Start of Extracted entries

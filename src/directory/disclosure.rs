//! Incremental disclosure of results
//!
//! Paging applies only while the criteria are empty. With any criterion
//! active the whole result set is visible and the reveal count is ignored.
//! Which of the two modes applies is derived from the criteria on every
//! call, never stored.

use super::criteria::FilterCriteria;

/// Records revealed per page
pub const PAGE_SIZE: usize = 10;

/// Tracks how many unfiltered results are revealed
#[derive(Debug, Clone, Copy, PartialEq, Eq)]
pub struct DisclosureController {
    reveal_count: usize,
}

impl Default for DisclosureController {
    fn default() -> Self {
        Self::new()
    }
}

impl DisclosureController {
    /// Starts with one page revealed
    pub fn new() -> Self {
        Self {
            reveal_count: PAGE_SIZE,
        }
    }

    /// Back to one page
    pub fn reset(&mut self) {
        self.reveal_count = PAGE_SIZE;
    }

    /// Reveals one more page. Callers clamp against the result length.
    pub fn show_more(&mut self) {
        self.reveal_count = self.reveal_count.saturating_add(PAGE_SIZE);
    }

    pub fn reveal_count(&self) -> usize {
        self.reveal_count
    }

    /// Slice of `results` that should be shown
    pub fn visible<'r, T>(results: &'r [T], criteria: &FilterCriteria, reveal_count: usize) -> &'r [T] {
        if criteria.is_empty() {
            &results[..reveal_count.min(results.len())]
        } else {
            results
        }
    }

    /// True only while paging and more results remain hidden
    pub fn has_more<T>(results: &[T], criteria: &FilterCriteria, reveal_count: usize) -> bool {
        criteria.is_empty() && results.len() > reveal_count
    }
}
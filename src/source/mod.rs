//! Record sources
//!
//! The one-shot fetch that produces a snapshot. Sources are explicitly
//! constructed, owned handles; nothing here is lazily global.
//!
//! A snapshot is loaded exactly once per view. If loading fails the caller
//! shows an error state and never builds a
//! [`DirectoryEngine`](crate::directory::DirectoryEngine).

mod errors;
mod json_file;
mod row;
mod sqlite;

use std::collections::HashSet;

use chrono::{DateTime, Utc};

use crate::directory::Record;
use crate::observability::ObservationScope;

pub use errors::{SourceError, SourceResult};
pub use json_file::JsonFileSource;
pub use row::record_from_columns;
pub use sqlite::{is_valid_table_name, SqliteSource, DEFAULT_TABLE};

/// Where directory records come from
pub trait RecordSource {
    /// Every record, ordered by id ascending
    fn fetch_all(&self) -> SourceResult<Vec<Record>>;

    /// One record by id
    fn fetch_by_id(&self, id: i64) -> SourceResult<Option<Record>>;

    /// Checks the source is reachable
    fn ping(&self) -> SourceResult<()>;

    /// Short human-readable description for logs
    fn describe(&self) -> String;
}

/// An immutable, fully loaded record set
#[derive(Debug, Clone)]
pub struct Snapshot {
    records: Vec<Record>,
    loaded_at: DateTime<Utc>,
}

impl Snapshot {
    /// Fetches all records once and validates id uniqueness
    pub fn load(source: &dyn RecordSource) -> SourceResult<Self> {
        let description = source.describe();
        let scope = ObservationScope::with_fields("SNAPSHOT_LOAD", &[("source", &description)]);

        match source.fetch_all().and_then(Self::from_records) {
            Ok(snapshot) => {
                scope.complete_with_fields(&[("records", &snapshot.len().to_string())]);
                Ok(snapshot)
            }
            Err(e) => {
                scope.fail(&e.to_string());
                Err(e)
            }
        }
    }

    /// Wraps already fetched records
    pub fn from_records(records: Vec<Record>) -> SourceResult<Self> {
        let mut seen = HashSet::with_capacity(records.len());
        for record in &records {
            if !seen.insert(record.id) {
                return Err(SourceError::DuplicateId(record.id));
            }
        }

        Ok(Self {
            records,
            loaded_at: Utc::now(),
        })
    }

    pub fn records(&self) -> &[Record] {
        &self.records
    }

    pub fn loaded_at(&self) -> DateTime<Utc> {
        self.loaded_at
    }

    pub fn len(&self) -> usize {
        self.records.len()
    }

    pub fn is_empty(&self) -> bool {
        self.records.is_empty()
    }
}
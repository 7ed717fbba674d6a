//! CLI module for exportdir
//!
//! Provides command-line interface for:
//! - browse: interactive JSON-lines session over one snapshot
//! - search: one-shot filtered view
//! - facets: company and sector options
//! - show: one record by id
//! - check: source connectivity check

mod args;
mod commands;
mod errors;
mod io;

pub use args::{Cli, Command};
pub use commands::{browse, browse_session, check, facets, run, run_command, search, show};
pub use errors::{CliError, CliErrorCode, CliResult};
pub use io::{write_error, write_error_to, write_response, write_response_to};
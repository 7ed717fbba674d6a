//! Facet option extraction
//!
//! Derives the selectable company and sector values from the full snapshot,
//! independent of the current criteria.

use std::collections::BTreeSet;

use serde::Serialize;

use super::record::Record;

/// Distinct, ascending facet values
#[derive(Debug, Clone, PartialEq, Eq, Default, Serialize)]
pub struct FacetOptions {
    pub companies: Vec<String>,
    pub sectors: Vec<String>,
}

impl FacetOptions {
    /// True when the snapshot offered no facet values at all
    pub fn is_empty(&self) -> bool {
        self.companies.is_empty() && self.sectors.is_empty()
    }
}

/// Extracts facet options from a snapshot
pub struct FacetExtractor;

impl FacetExtractor {
    /// Collects, deduplicates and sorts both facet fields.
    ///
    /// Ordering is byte-wise on UTF-8, independent of locale.
    pub fn extract(snapshot: &[Record]) -> FacetOptions {
        let mut companies = BTreeSet::new();
        let mut sectors = BTreeSet::new();

        for record in snapshot {
            if let Some(company) = record.company() {
                companies.insert(company);
            }
            if let Some(sector) = record.sector() {
                sectors.insert(sector);
            }
        }

        FacetOptions {
            companies: companies.into_iter().map(str::to_string).collect(),
            sectors: sectors.into_iter().map(str::to_string).collect(),
        }
    }
}
//! Observability for exportdir
//!
//! Structured JSON logging and typed events. Observability is read-only:
//! it never changes what the engine computes.
//!
//! ```ignore
//! use exportdir::observability::{log_event_with_fields, Event, ObservationScope};
//!
//! log_event_with_fields(Event::CriteriaChanged, &[("field", "company")]);
//!
//! let scope = ObservationScope::new("SNAPSHOT_LOAD");
//! // ... fetch ...
//! scope.complete();
//! ```

mod events;
mod logger;
mod scope;

pub use events::Event;
pub use logger::{Logger, Severity};
pub use scope::{ObservationScope, Timer};

/// Log an event at its own severity
pub fn log_event(event: Event) {
    Logger::log(event.severity(), event.as_str(), &[]);
}

/// Log an event with fields at its own severity
pub fn log_event_with_fields(event: Event, fields: &[(&str, &str)]) {
    Logger::log(event.severity(), event.as_str(), fields);
}
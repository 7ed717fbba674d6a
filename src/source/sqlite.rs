//! SQLite record source
//!
//! Holds one explicitly opened, read-only connection for the lifetime of
//! the command that created it.

use std::path::{Path, PathBuf};

use rusqlite::types::ValueRef;
use rusqlite::{params, Connection, OpenFlags, Row};
use serde_json::{Map, Number, Value};

use super::errors::{SourceError, SourceResult};
use super::row::record_from_columns;
use super::RecordSource;
use crate::directory::Record;

/// Default directory table
pub const DEFAULT_TABLE: &str = "empresas";

/// Record source backed by a SQLite table
pub struct SqliteSource {
    conn: Connection,
    path: PathBuf,
    table: String,
}

impl SqliteSource {
    /// Opens an existing database read-only
    pub fn open(path: impl AsRef<Path>, table: impl Into<String>) -> SourceResult<Self> {
        let path = path.as_ref().to_path_buf();
        let table = validate_table(table.into())?;

        let conn = Connection::open_with_flags(
            &path,
            OpenFlags::SQLITE_OPEN_READ_ONLY | OpenFlags::SQLITE_OPEN_NO_MUTEX,
        )
        .map_err(|e| SourceError::unavailable(path.display().to_string(), e.to_string()))?;

        Ok(Self { conn, path, table })
    }

    /// Wraps an already open connection
    pub fn from_connection(conn: Connection, table: impl Into<String>) -> SourceResult<Self> {
        let table = validate_table(table.into())?;
        Ok(Self {
            conn,
            path: PathBuf::from(":memory:"),
            table,
        })
    }

    pub fn table(&self) -> &str {
        &self.table
    }

    fn query_records(&self, sql: &str, id: Option<i64>) -> SourceResult<Vec<Record>> {
        let mut stmt = self.conn.prepare(sql)?;
        let columns: Vec<String> = stmt.column_names().into_iter().map(String::from).collect();

        let mut rows = match id {
            Some(id) => stmt.query(params![id])?,
            None => stmt.query([])?,
        };

        let mut records = Vec::new();
        while let Some(row) = rows.next()? {
            records.push(record_from_columns(row_columns(row, &columns)?)?);
        }
        Ok(records)
    }
}

impl RecordSource for SqliteSource {
    fn fetch_all(&self) -> SourceResult<Vec<Record>> {
        let sql = format!("SELECT * FROM {} ORDER BY id ASC", self.table);
        self.query_records(&sql, None)
    }

    fn fetch_by_id(&self, id: i64) -> SourceResult<Option<Record>> {
        let sql = format!("SELECT * FROM {} WHERE id = ?1", self.table);
        Ok(self.query_records(&sql, Some(id))?.into_iter().next())
    }

    fn ping(&self) -> SourceResult<()> {
        self.conn
            .query_row("SELECT 1", [], |row| row.get::<_, i64>(0))
            .map_err(|e| SourceError::unavailable(self.describe(), e.to_string()))?;
        Ok(())
    }

    fn describe(&self) -> String {
        format!("sqlite:{}#{}", self.path.display(), self.table)
    }
}

/// Reads every column of a row into a JSON map
fn row_columns(row: &Row<'_>, columns: &[String]) -> SourceResult<Map<String, Value>> {
    let mut map = Map::with_capacity(columns.len());
    for (idx, name) in columns.iter().enumerate() {
        let value = match row.get_ref(idx)? {
            ValueRef::Null => Value::Null,
            ValueRef::Integer(i) => Value::from(i),
            ValueRef::Real(f) => Number::from_f64(f).map(Value::Number).unwrap_or(Value::Null),
            ValueRef::Text(bytes) | ValueRef::Blob(bytes) => {
                Value::String(String::from_utf8_lossy(bytes).into_owned())
            }
        };
        map.insert(name.clone(), value);
    }
    Ok(map)
}

/// True for plain SQL identifiers, the only table names interpolated into queries
pub fn is_valid_table_name(table: &str) -> bool {
    let mut chars = table.chars();
    match chars.next() {
        Some(first) => {
            (first.is_ascii_alphabetic() || first == '_')
                && chars.all(|c| c.is_ascii_alphanumeric() || c == '_')
        }
        None => false,
    }
}

fn validate_table(table: String) -> SourceResult<String> {
    if is_valid_table_name(&table) {
        Ok(table)
    } else {
        Err(SourceError::InvalidTable(table))
    }
}

#[cfg(test)]
mod tests {
    use super::*;

    fn seeded() -> SqliteSource {
        let conn = Connection::open_in_memory().unwrap();
        conn.execute_batch(
            "CREATE TABLE empresas (
                id INTEGER PRIMARY KEY,
                empresa TEXT,
                sector TEXT,
                contacto TEXT,
                telefono INTEGER,
                pa TEXT,
                cuit TEXT
            );
            INSERT INTO empresas (id, empresa, sector, telefono, pa, cuit)
                VALUES (3, 'Acme', 'Agro', 3794000000, '[\"Arroz\"]', '30-1');
            INSERT INTO empresas (id, empresa, sector) VALUES (1, 'Acme', 'Textil');
            INSERT INTO empresas (id, empresa, sector, contacto) VALUES (2, 'Beta', 'Agro', NULL);",
        )
        .unwrap();
        SqliteSource::from_connection(conn, DEFAULT_TABLE).unwrap()
    }

    #[test]
    fn test_fetch_all_orders_by_id() {
        let records = seeded().fetch_all().unwrap();
        let ids: Vec<i64> = records.iter().map(|r| r.id).collect();
        assert_eq!(ids, vec![1, 2, 3]);
    }

    #[test]
    fn test_columns_map_to_fields() {
        let record = seeded().fetch_by_id(3).unwrap().unwrap();
        assert_eq!(record.company(), Some("Acme"));
        assert_eq!(record.phone(), Some("3794000000"));
        assert_eq!(record.products().items(), &["Arroz"]);
        assert_eq!(record.extra.get("cuit"), Some(&Value::from("30-1")));
        assert_eq!(record.contact(), None);
    }

    #[test]
    fn test_fetch_by_id_missing() {
        assert!(seeded().fetch_by_id(99).unwrap().is_none());
    }

    #[test]
    fn test_ping() {
        assert!(seeded().ping().is_ok());
    }

    #[test]
    fn test_missing_table_is_query_error() {
        let conn = Connection::open_in_memory().unwrap();
        let source = SqliteSource::from_connection(conn, "empresas").unwrap();
        assert!(matches!(source.fetch_all(), Err(SourceError::Query(_))));
    }

    #[test]
    fn test_table_name_validation() {
        assert!(validate_table("empresas".into()).is_ok());
        assert!(validate_table("_t2".into()).is_ok());
        assert!(validate_table("".into()).is_err());
        assert!(validate_table("2t".into()).is_err());
        assert!(validate_table("empresas; DROP TABLE x".into()).is_err());
    }

    #[test]
    fn test_open_missing_file_is_unavailable() {
        let tmp = tempfile::TempDir::new().unwrap();
        let result = SqliteSource::open(tmp.path().join("missing.db"), DEFAULT_TABLE);
        assert!(matches!(result, Err(SourceError::Unavailable { .. })));
    }
}
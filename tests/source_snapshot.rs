//! Source and Snapshot Tests
//!
//! The one-shot load path from a configured source to an engine:
//! - SQLite and JSON sources produce the same snapshot
//! - Snapshots are ordered by id and reject duplicate ids
//! - A failed load never yields a snapshot

use std::fs;
use std::path::Path;

use exportdir::config::DirectoryConfig;
use exportdir::directory::DirectoryEngine;
use exportdir::source::{JsonFileSource, RecordSource, Snapshot, SourceError, SqliteSource};
use rusqlite::Connection;
use tempfile::TempDir;

// =============================================================================
// Helper Functions
// =============================================================================

fn create_db(path: &Path) {
    let conn = Connection::open(path).unwrap();
    conn.execute_batch(
        "CREATE TABLE empresas (
            id INTEGER PRIMARY KEY,
            empresa TEXT,
            contacto TEXT,
            email TEXT,
            telefono TEXT,
            direccion TEXT,
            ciudad TEXT,
            web TEXT,
            sector TEXT,
            pa TEXT
        );
        INSERT INTO empresas (id, empresa, sector, web) VALUES (2, 'Beta', 'Agro', 'http://beta.com');
        INSERT INTO empresas (id, empresa, sector, pa) VALUES (1, 'Acme', 'Textil', 'Lana');
        INSERT INTO empresas (id, empresa, sector, contacto) VALUES (3, 'Acme', 'Agro', 'Ana');",
    )
    .unwrap();
}

fn write_config(dir: &Path, body: &str) -> std::path::PathBuf {
    let path = dir.join("exportdir.json");
    fs::write(&path, body).unwrap();
    path
}

// =============================================================================
// SQLite
// =============================================================================

/// Configured SQLite source loads an id-ordered snapshot.
#[test]
fn test_sqlite_config_to_engine() {
    let tmp = TempDir::new().unwrap();
    create_db(&tmp.path().join("directory.db"));
    let config_path = write_config(
        tmp.path(),
        r#"{"source": {"kind": "sqlite", "path": "directory.db"}}"#,
    );

    let config = DirectoryConfig::load(&config_path).unwrap();
    let source = config.open_source().unwrap();
    let snapshot = Snapshot::load(source.as_ref()).unwrap();

    let ids: Vec<i64> = snapshot.records().iter().map(|r| r.id).collect();
    assert_eq!(ids, vec![1, 2, 3]);

    let mut engine = DirectoryEngine::new(snapshot.records());
    assert_eq!(engine.facets().companies, vec!["Acme", "Beta"]);
    engine.set_query("ana");
    let visible: Vec<i64> = engine.visible().iter().map(|r| r.id).collect();
    assert_eq!(visible, vec![3]);
}

/// Fetch by id reads a single row.
#[test]
fn test_sqlite_fetch_by_id() {
    let tmp = TempDir::new().unwrap();
    let db = tmp.path().join("directory.db");
    create_db(&db);

    let source = SqliteSource::open(&db, "empresas").unwrap();
    let record = source.fetch_by_id(1).unwrap().unwrap();
    assert_eq!(record.products().items(), &["Lana"]);
    assert!(source.fetch_by_id(42).unwrap().is_none());
    assert!(source.ping().is_ok());
}

/// A missing database is reported, never created.
#[test]
fn test_sqlite_missing_database() {
    let tmp = TempDir::new().unwrap();
    let config_path = write_config(
        tmp.path(),
        r#"{"source": {"kind": "sqlite", "path": "absent.db"}}"#,
    );

    let config = DirectoryConfig::load(&config_path).unwrap();
    let result = config.open_source();
    assert!(matches!(result, Err(SourceError::Unavailable { .. })));
    assert!(!tmp.path().join("absent.db").exists());
}

/// A wrong table name fails at query time with a readable message.
#[test]
fn test_sqlite_missing_table() {
    let tmp = TempDir::new().unwrap();
    let db = tmp.path().join("directory.db");
    create_db(&db);

    let source = SqliteSource::open(&db, "exportadores").unwrap();
    let err = Snapshot::load(&source).unwrap_err();
    assert!(matches!(err, SourceError::Query(_)));
    assert!(err.to_string().contains("exportadores"));
}

// =============================================================================
// JSON
// =============================================================================

/// JSON export with unordered rows loads sorted by id.
#[test]
fn test_json_source_snapshot() {
    let tmp = TempDir::new().unwrap();
    fs::write(
        tmp.path().join("empresas.json"),
        r#"[
            {"id": 3, "empresa": "Acme", "sector": "Agro"},
            {"id": 1, "empresa": "Acme", "sector": "Textil", "extra_col": true},
            {"id": 2, "empresa": "Beta", "sector": "Agro"}
        ]"#,
    )
    .unwrap();

    let source = JsonFileSource::new(tmp.path().join("empresas.json"));
    let snapshot = Snapshot::load(&source).unwrap();

    let ids: Vec<i64> = snapshot.records().iter().map(|r| r.id).collect();
    assert_eq!(ids, vec![1, 2, 3]);
    assert!(snapshot.records()[0].extra.contains_key("extra_col"));
}

/// Duplicate ids make the snapshot unavailable.
#[test]
fn test_json_duplicate_ids() {
    let tmp = TempDir::new().unwrap();
    fs::write(
        tmp.path().join("empresas.json"),
        r#"[{"id": 1, "empresa": "Acme"}, {"id": 1, "empresa": "Beta"}]"#,
    )
    .unwrap();

    let source = JsonFileSource::new(tmp.path().join("empresas.json"));
    assert!(matches!(
        Snapshot::load(&source),
        Err(SourceError::DuplicateId(1))
    ));
}
//! Directory Scenario Tests
//!
//! End-to-end behaviour of the engine over small literal snapshots:
//! - Facet options derived from the whole snapshot
//! - Exact facet filters and free-text search
//! - Paging while unfiltered, everything while filtered
//! - Disclosure reset on every criteria change

use exportdir::directory::{DirectoryEngine, FacetExtractor, FilterCriteria, PredicateFilter, Record, ResultSelector};

// =============================================================================
// Helper Functions
// =============================================================================

fn three_records() -> Vec<Record> {
    vec![
        Record::new(1).with_company("Acme").with_sector("Textil"),
        Record::new(2).with_company("Beta").with_sector("Agro"),
        Record::new(3).with_company("Acme").with_sector("Agro"),
    ]
}

fn unfiltered(n: i64) -> Vec<Record> {
    (1..=n)
        .map(|id| Record::new(id).with_company(format!("Empresa {:03}", id)))
        .collect()
}

fn ids(records: &[&Record]) -> Vec<i64> {
    records.iter().map(|r| r.id).collect()
}

// =============================================================================
// Literal Scenarios
// =============================================================================

/// Empty criteria: facets from all records, every record visible in id order.
#[test]
fn test_empty_criteria_shows_everything() {
    let records = three_records();
    let engine = DirectoryEngine::new(&records);

    assert_eq!(engine.facets().companies, vec!["Acme", "Beta"]);
    assert_eq!(engine.facets().sectors, vec!["Agro", "Textil"]);
    assert_eq!(engine.reveal_count(), 10);
    assert_eq!(ids(&engine.visible()), vec![1, 2, 3]);
    assert!(!engine.has_more());
}

/// Company facet selects exact matches, unpaged.
#[test]
fn test_company_filter() {
    let records = three_records();
    let mut engine = DirectoryEngine::new(&records);
    engine.select_company(Some("Acme".to_string()));

    assert_eq!(ids(&engine.results()), vec![1, 3]);
    assert_eq!(ids(&engine.visible()), vec![1, 3]);
    assert!(!engine.has_more());
}

/// Free text searches the company/sector/contact haystack.
#[test]
fn test_text_query() {
    let records = three_records();
    assert_eq!(PredicateFilter::haystack(&records[1]), "beta agro ");
    assert_eq!(PredicateFilter::haystack(&records[2]), "acme agro ");

    let mut engine = DirectoryEngine::new(&records);
    engine.set_query("agro");
    assert_eq!(ids(&engine.visible()), vec![2, 3]);
}

/// 25 unfiltered records page through 10, 20, then all 25.
#[test]
fn test_paging_through_unfiltered_results() {
    let records = unfiltered(25);
    let mut engine = DirectoryEngine::new(&records);

    assert_eq!(engine.visible().len(), 10);
    assert!(engine.has_more());

    engine.show_more();
    assert_eq!(engine.reveal_count(), 20);
    assert_eq!(engine.visible().len(), 20);
    assert!(engine.has_more());

    engine.show_more();
    assert_eq!(engine.reveal_count(), 30);
    assert_eq!(engine.visible().len(), 25);
    assert!(!engine.has_more());
}

/// Selecting a company resets disclosure; clearing it pages again.
#[test]
fn test_filter_resets_and_clearing_reengages_paging() {
    let records = unfiltered(25);
    let mut engine = DirectoryEngine::new(&records);
    engine.show_more();
    engine.show_more();
    assert_eq!(engine.reveal_count(), 30);

    engine.select_company(Some("Empresa 007".to_string()));
    assert_eq!(engine.reveal_count(), 10);
    assert_eq!(ids(&engine.visible()), vec![7]);

    engine.select_company(None);
    assert_eq!(engine.reveal_count(), 10);
    assert_eq!(engine.visible().len(), 10);
    assert!(engine.has_more());
}

// =============================================================================
// Edge Cases
// =============================================================================

/// An empty snapshot is a valid, empty directory.
#[test]
fn test_empty_snapshot() {
    let engine = DirectoryEngine::new(&[]);
    let view = engine.view();

    assert!(view.facets.companies.is_empty());
    assert!(view.facets.sectors.is_empty());
    assert!(view.records.is_empty());
    assert!(view.no_results);
    assert!(!view.has_more);
}

/// Records missing facet fields never match a facet selection.
#[test]
fn test_records_without_facets() {
    let records = vec![
        Record::new(1),
        Record::new(2).with_company("").with_sector("Agro"),
    ];
    let facets = FacetExtractor::extract(&records);
    assert!(facets.companies.is_empty());

    let criteria = FilterCriteria::new().with_company(Some("".to_string()));
    assert_eq!(ResultSelector::select(&records, &criteria).len(), 2);

    let criteria = FilterCriteria::new().with_sector(Some("Agro".to_string()));
    assert_eq!(ids(&ResultSelector::select(&records, &criteria)), vec![2]);
}

/// Clearing everything in one step leaves no partial criteria behind.
#[test]
fn test_clear_all_is_one_step() {
    let records = three_records();
    let mut engine = DirectoryEngine::new(&records);
    engine.set_query("acme");
    engine.select_company(Some("Acme".to_string()));
    engine.select_sector(Some("Agro".to_string()));
    assert_eq!(ids(&engine.visible()), vec![3]);

    engine.clear_all();
    assert_eq!(engine.criteria(), &FilterCriteria::new());
    assert_eq!(ids(&engine.visible()), vec![1, 2, 3]);
}

/// Cards carry the display fallbacks.
#[test]
fn test_view_cards() {
    let mut records = three_records();
    records.push(Record::new(4).with_products("[\"Yerba\", \"Té\"]"));
    records[0].website = Some("acme.com.ar".to_string());

    let engine = DirectoryEngine::new(&records);
    let view = engine.view();

    assert_eq!(view.records[0].website_href.as_deref(), Some("https://acme.com.ar"));
    assert_eq!(view.records[3].title, "Empresa #4");
    assert_eq!(view.records[3].products.items(), &["Yerba", "Té"]);
    assert_eq!(view.total_matches, 4);
}
//! Observable events
//!
//! Events are explicit and typed.

use std::fmt;

use super::logger::Severity;

/// Observable events in a directory session
#[derive(Debug, Clone, Copy, PartialEq, Eq)]
pub enum Event {
    // Configuration
    /// Configuration loaded
    ConfigLoaded,

    // Snapshot
    /// Snapshot fetch failed, no directory will be shown
    SnapshotUnavailable,
    /// A product list fell back to its raw text
    ProductListFallback,

    // Engine
    /// One or more criteria fields replaced
    CriteriaChanged,
    /// All criteria cleared at once
    FiltersCleared,
    /// Reveal count back to one page
    DisclosureReset,
    /// One more page revealed
    DisclosureExpanded,

    // Presentation
    /// A browse action could not be parsed
    ActionRejected,
}

impl Event {
    /// Returns the string representation of the event
    pub fn as_str(&self) -> &'static str {
        match self {
            Event::ConfigLoaded => "CONFIG_LOADED",
            Event::SnapshotUnavailable => "SNAPSHOT_UNAVAILABLE",
            Event::ProductListFallback => "PRODUCT_LIST_FALLBACK",
            Event::CriteriaChanged => "CRITERIA_CHANGED",
            Event::FiltersCleared => "FILTERS_CLEARED",
            Event::DisclosureReset => "DISCLOSURE_RESET",
            Event::DisclosureExpanded => "DISCLOSURE_EXPANDED",
            Event::ActionRejected => "ACTION_REJECTED",
        }
    }

    /// Severity this event is logged at
    pub fn severity(&self) -> Severity {
        match self {
            Event::SnapshotUnavailable => Severity::Error,
            Event::ActionRejected => Severity::Warn,
            Event::DisclosureReset | Event::DisclosureExpanded | Event::ProductListFallback => {
                Severity::Trace
            }
            _ => Severity::Info,
        }
    }
}

impl fmt::Display for Event {
    fn fmt(&self, f: &mut fmt::Formatter<'_>) -> fmt::Result {
        write!(f, "{}", self.as_str())
    }
}

#[cfg(test)]
mod tests {
    use super::*;

    #[test]
    fn test_all_events_have_string_representation() {
        let events = [
            Event::ConfigLoaded,
            Event::SnapshotUnavailable,
            Event::ProductListFallback,
            Event::CriteriaChanged,
            Event::FiltersCleared,
            Event::DisclosureReset,
            Event::DisclosureExpanded,
            Event::ActionRejected,
        ];

        for event in events {
            let s = event.as_str();
            assert!(!s.is_empty());
            assert!(s.chars().all(|c| c.is_uppercase() || c == '_'));
        }
    }

    #[test]
    fn test_event_severity() {
        assert_eq!(Event::SnapshotUnavailable.severity(), Severity::Error);
        assert_eq!(Event::ConfigLoaded.severity(), Severity::Info);
        assert_eq!(Event::DisclosureExpanded.severity(), Severity::Trace);
    }

    #[test]
    fn test_event_display() {
        assert_eq!(format!("{}", Event::CriteriaChanged), "CRITERIA_CHANGED");
    }
}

End of Extracted entries

What you should do →
Look over the records. Copy the lines that include the word "CriteriaChanged".

Worked solution →
//! log_event_with_fields(Event::CriteriaChanged, &[("field", "company")]);
    CriteriaChanged,
            Event::CriteriaChanged => "CRITERIA_CHANGED",
            Event::CriteriaChanged,
        assert_eq!(format!("{}", Event::CriteriaChanged), "CRITERIA_CHANGED");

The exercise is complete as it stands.